Change is like that — frightening and exciting. At the time, we had both learned enough to know that we had to concentrate on the process and not worry so much about the outcome. We could control each day only those things which had to be done for the facility. We bought furniture, put together policies and procedures, set up a financial system, etc. Yes, we made long-term plans, but we could only carry out these plans daily. Before long clients came to us for help with alcohol and drug problems, and we were concentrating on the purpose of the facility, providing treatment for addiction.

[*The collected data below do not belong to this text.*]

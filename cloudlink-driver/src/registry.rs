//! Provider registry: maps provider identifiers to driver constructors.
//!
//! There is one table per driver kind. Built-in drivers enabled by Cargo
//! features are registered the first time a table is touched; callers can add
//! or replace entries at runtime with [`set_driver`].
//!
//! ```rust,no_run
//! use cloudlink_driver::{ComputeProvider, Credentials, DriverConfig, get_compute_driver};
//!
//! # async fn run() -> cloudlink_driver::Result<()> {
//! let factory = get_compute_driver(ComputeProvider::Outscale)?;
//! let driver = factory.connect(
//!     Credentials::access_key("AK", "SK"),
//!     DriverConfig::builder().region("eu-west-2").build(),
//! )?;
//! for node in driver.list_nodes().await? {
//!     println!("{} {}", node.id, node.state);
//! }
//! # Ok(())
//! # }
//! ```

use std::collections::HashMap;
use std::str::FromStr;
use std::sync::{Arc, LazyLock, PoisonError, RwLock};

use crate::config::DriverConfig;
use crate::error::{DriverError, Result};
use crate::traits::{ComputeDriver, DnsDriver, LoadBalancerDriver};
use crate::types::{Credentials, DriverKind, DriverMetadata};

type Constructor<D> = Arc<dyn Fn(Credentials, DriverConfig) -> Result<Arc<D>> + Send + Sync>;

/// A registered driver: its metadata plus a constructor.
///
/// The registry hands out factories rather than driver instances; call
/// [`connect`](Self::connect) to obtain a ready driver.
pub struct DriverFactory<D: ?Sized> {
    metadata: DriverMetadata,
    constructor: Constructor<D>,
}

impl<D: ?Sized> Clone for DriverFactory<D> {
    fn clone(&self) -> Self {
        Self {
            metadata: self.metadata.clone(),
            constructor: Arc::clone(&self.constructor),
        }
    }
}

impl<D: ?Sized> std::fmt::Debug for DriverFactory<D> {
    fn fmt(&self, f: &mut std::fmt::Formatter<'_>) -> std::fmt::Result {
        f.debug_struct("DriverFactory")
            .field("id", &self.metadata.id)
            .field("kind", &self.metadata.kind)
            .finish_non_exhaustive()
    }
}

impl<D: ?Sized> DriverFactory<D> {
    pub fn new<F>(metadata: DriverMetadata, constructor: F) -> Self
    where
        F: Fn(Credentials, DriverConfig) -> Result<Arc<D>> + Send + Sync + 'static,
    {
        Self {
            metadata,
            constructor: Arc::new(constructor),
        }
    }

    /// Registry key, lowercase.
    pub fn id(&self) -> &str {
        &self.metadata.id
    }

    pub fn metadata(&self) -> &DriverMetadata {
        &self.metadata
    }

    /// Instantiate the driver.
    pub fn connect(&self, credentials: Credentials, config: DriverConfig) -> Result<Arc<D>> {
        log::debug!("Connecting {} driver '{}'", self.metadata.kind, self.metadata.id);
        (self.constructor)(credentials, config)
    }
}

impl DriverFactory<dyn ComputeDriver> {
    /// Factory for a concrete compute driver type.
    pub fn compute<T>(constructor: fn(Credentials, DriverConfig) -> Result<T>) -> Self
    where
        T: ComputeDriver + 'static,
    {
        Self::new(T::metadata(), move |credentials, config| {
            Ok(Arc::new(constructor(credentials, config)?) as Arc<dyn ComputeDriver>)
        })
    }
}

impl DriverFactory<dyn LoadBalancerDriver> {
    /// Factory for a concrete load balancer driver type.
    pub fn load_balancer<T>(constructor: fn(Credentials, DriverConfig) -> Result<T>) -> Self
    where
        T: LoadBalancerDriver + 'static,
    {
        Self::new(T::metadata(), move |credentials, config| {
            Ok(Arc::new(constructor(credentials, config)?) as Arc<dyn LoadBalancerDriver>)
        })
    }
}

impl DriverFactory<dyn DnsDriver> {
    /// Factory for a concrete DNS driver type.
    pub fn dns<T>(constructor: fn(Credentials, DriverConfig) -> Result<T>) -> Self
    where
        T: DnsDriver + 'static,
    {
        Self::new(T::metadata(), move |credentials, config| {
            Ok(Arc::new(constructor(credentials, config)?) as Arc<dyn DnsDriver>)
        })
    }
}

/// Table of driver factories for one driver kind, keyed by lowercase id.
pub struct DriverRegistry<D: ?Sized> {
    kind: DriverKind,
    factories: RwLock<HashMap<String, DriverFactory<D>>>,
}

impl<D: ?Sized> DriverRegistry<D> {
    /// An empty registry.
    pub fn new(kind: DriverKind) -> Self {
        Self {
            kind,
            factories: RwLock::new(HashMap::new()),
        }
    }

    pub fn kind(&self) -> DriverKind {
        self.kind
    }

    /// Look up a driver. Identifiers are case-insensitive.
    pub fn get(&self, id: &str) -> Result<DriverFactory<D>> {
        let key = id.trim().to_ascii_lowercase();
        self.factories
            .read()
            .unwrap_or_else(PoisonError::into_inner)
            .get(&key)
            .cloned()
            .ok_or_else(|| DriverError::UnknownProvider {
                kind: self.kind.to_string(),
                id: id.to_string(),
            })
    }

    /// Register a factory under its metadata id, returning the entry it replaced.
    pub fn register(&self, factory: DriverFactory<D>) -> Option<DriverFactory<D>> {
        let key = factory.metadata.id.to_ascii_lowercase();
        let previous = self
            .factories
            .write()
            .unwrap_or_else(PoisonError::into_inner)
            .insert(key.clone(), factory);
        if previous.is_some() {
            log::info!("Replaced {} driver '{key}'", self.kind);
        }
        previous
    }

    /// Remove a driver. Returns `true` if it was registered.
    pub fn unregister(&self, id: &str) -> bool {
        self.factories
            .write()
            .unwrap_or_else(PoisonError::into_inner)
            .remove(&id.trim().to_ascii_lowercase())
            .is_some()
    }

    pub fn contains(&self, id: &str) -> bool {
        self.factories
            .read()
            .unwrap_or_else(PoisonError::into_inner)
            .contains_key(&id.trim().to_ascii_lowercase())
    }

    /// Registered ids, sorted.
    pub fn ids(&self) -> Vec<String> {
        let mut ids: Vec<String> = self
            .factories
            .read()
            .unwrap_or_else(PoisonError::into_inner)
            .keys()
            .cloned()
            .collect();
        ids.sort();
        ids
    }

    /// Metadata of every registered driver, sorted by id.
    pub fn metadata(&self) -> Vec<DriverMetadata> {
        let mut all: Vec<DriverMetadata> = self
            .factories
            .read()
            .unwrap_or_else(PoisonError::into_inner)
            .values()
            .map(|f| f.metadata.clone())
            .collect();
        all.sort_by(|a, b| a.id.cmp(&b.id));
        all
    }
}

/// Driver trait objects that own a global registry.
pub trait DriverType: Send + Sync + 'static {
    fn registry() -> &'static DriverRegistry<Self>;
}

static COMPUTE_DRIVERS: LazyLock<DriverRegistry<dyn ComputeDriver>> = LazyLock::new(|| {
    let registry = DriverRegistry::new(DriverKind::Compute);
    #[cfg(feature = "outscale")]
    registry.register(DriverFactory::compute(
        crate::drivers::outscale::OutscaleNodeDriver::from_credentials,
    ));
    #[cfg(feature = "cloudstack")]
    registry.register(DriverFactory::compute(
        crate::drivers::cloudstack::CloudStackNodeDriver::from_credentials,
    ));
    #[cfg(feature = "openstack")]
    registry.register(DriverFactory::compute(
        crate::drivers::openstack::OpenStackNodeDriver::from_credentials,
    ));
    #[cfg(feature = "equinixmetal")]
    registry.register(DriverFactory::compute(
        crate::drivers::equinixmetal::EquinixMetalNodeDriver::from_credentials,
    ));
    registry
});

static LOADBALANCER_DRIVERS: LazyLock<DriverRegistry<dyn LoadBalancerDriver>> =
    LazyLock::new(|| {
        let registry = DriverRegistry::new(DriverKind::LoadBalancer);
        #[cfg(feature = "cloudstack")]
        registry.register(DriverFactory::load_balancer(
            crate::drivers::cloudstack::CloudStackLbDriver::from_credentials,
        ));
        registry
    });

static DNS_DRIVERS: LazyLock<DriverRegistry<dyn DnsDriver>> = LazyLock::new(|| {
    let registry = DriverRegistry::new(DriverKind::Dns);
    #[cfg(feature = "cloudflare")]
    registry.register(DriverFactory::dns(
        crate::drivers::cloudflare::CloudflareDnsDriver::from_credentials,
    ));
    registry
});

impl DriverType for dyn ComputeDriver {
    fn registry() -> &'static DriverRegistry<Self> {
        &COMPUTE_DRIVERS
    }
}

impl DriverType for dyn LoadBalancerDriver {
    fn registry() -> &'static DriverRegistry<Self> {
        &LOADBALANCER_DRIVERS
    }
}

impl DriverType for dyn DnsDriver {
    fn registry() -> &'static DriverRegistry<Self> {
        &DNS_DRIVERS
    }
}

/// Resolve a provider id to its driver factory.
///
/// ```rust,no_run
/// use cloudlink_driver::{ComputeDriver, get_driver};
///
/// let factory = get_driver::<dyn ComputeDriver>("openstack").unwrap();
/// assert_eq!(factory.id(), "openstack");
/// ```
pub fn get_driver<D: DriverType + ?Sized>(id: &str) -> Result<DriverFactory<D>> {
    D::registry().get(id)
}

/// Register (or replace) a driver at runtime. Returns the replaced entry.
pub fn set_driver<D: DriverType + ?Sized>(factory: DriverFactory<D>) -> Option<DriverFactory<D>> {
    D::registry().register(factory)
}

pub fn get_compute_driver(provider: ComputeProvider) -> Result<DriverFactory<dyn ComputeDriver>> {
    get_driver::<dyn ComputeDriver>(provider.as_str())
}

pub fn get_loadbalancer_driver(
    provider: LoadBalancerProvider,
) -> Result<DriverFactory<dyn LoadBalancerDriver>> {
    get_driver::<dyn LoadBalancerDriver>(provider.as_str())
}

pub fn get_dns_driver(provider: DnsProvider) -> Result<DriverFactory<dyn DnsDriver>> {
    get_driver::<dyn DnsDriver>(provider.as_str())
}

/// Metadata of every registered driver across all kinds.
pub fn all_driver_metadata() -> Vec<DriverMetadata> {
    let mut all = COMPUTE_DRIVERS.metadata();
    all.extend(LOADBALANCER_DRIVERS.metadata());
    all.extend(DNS_DRIVERS.metadata());
    all
}

macro_rules! provider_enum {
    ($(#[$meta:meta])* $name:ident { $($variant:ident => $id:literal),+ $(,)? }) => {
        $(#[$meta])*
        #[derive(Debug, Clone, Copy, PartialEq, Eq, Hash)]
        pub enum $name {
            $($variant),+
        }

        impl $name {
            pub fn as_str(self) -> &'static str {
                match self {
                    $(Self::$variant => $id),+
                }
            }
        }

        impl std::fmt::Display for $name {
            fn fmt(&self, f: &mut std::fmt::Formatter<'_>) -> std::fmt::Result {
                f.write_str(self.as_str())
            }
        }

        impl FromStr for $name {
            type Err = DriverError;

            fn from_str(s: &str) -> Result<Self> {
                match s.trim().to_ascii_lowercase().as_str() {
                    $($id => Ok(Self::$variant),)+
                    _ => Err(DriverError::UnknownProvider {
                        kind: stringify!($name).to_string(),
                        id: s.to_string(),
                    }),
                }
            }
        }
    };
}

provider_enum!(
    /// Built-in compute providers.
    ComputeProvider {
        Outscale => "outscale",
        CloudStack => "cloudstack",
        OpenStack => "openstack",
        EquinixMetal => "equinixmetal",
    }
);

provider_enum!(
    /// Built-in load balancer providers.
    LoadBalancerProvider {
        CloudStack => "cloudstack",
    }
);

provider_enum!(
    /// Built-in DNS providers.
    DnsProvider {
        Cloudflare => "cloudflare",
    }
);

The recovery process is a lot like this — a person can only do what they can do, and they can’t control the outcome. Focusing on the process allows a person in recovery to lessen the anxiety that comes with thinking about forever or all the things that can go wrong. A lot can be said for the saying “One Day at a Time”.
When a person in recovery is in the process of recovery, they’re doing what they can do to make changes one day at a time — they aren’t proclaiming they’ll never drink or do drugs again — they’re saying that today, this minute, they’ll stay sober by doing the things that lead to long-term clean and sober living. Each day of sobriety builds on the others and before long the person has changed and embraces this new way of life.
Of course there are obstacles, and at times recovery becomes very difficult, but by utilizing all the tools of recovery, such as support groups, friends and family, the obstacles are overcome one day at a time, and the person grows from the struggle. There’s something to learn in the good times and the bad times.
It’s cliché by now to say we learn from our failures, but it’s true nonetheless — however, something that’s not talked about enough is what we learn from our successes. Many in recovery are more afraid of succeeding than failing, although that might seem counterintuitive. Succeeding means facing the responsibility of maintaining the success, and this can overwhelm those who’ve been unable to consistently meet their responsibilities. If no one expects much of a person there’s little pressure for him or her to perform at a higher level. In recovery, though, a person has to accept the responsibility of change, has to expect more from themselves, even if some others don’t, if there’s going to be long-term recovery. The good news is no one has to accept the responsibility alone — there’s plenty of help. There are people who understand the process and will help.
So, here I am 21 years later, opening another treatment facility — frightening and exciting, but I’m not doing it alone.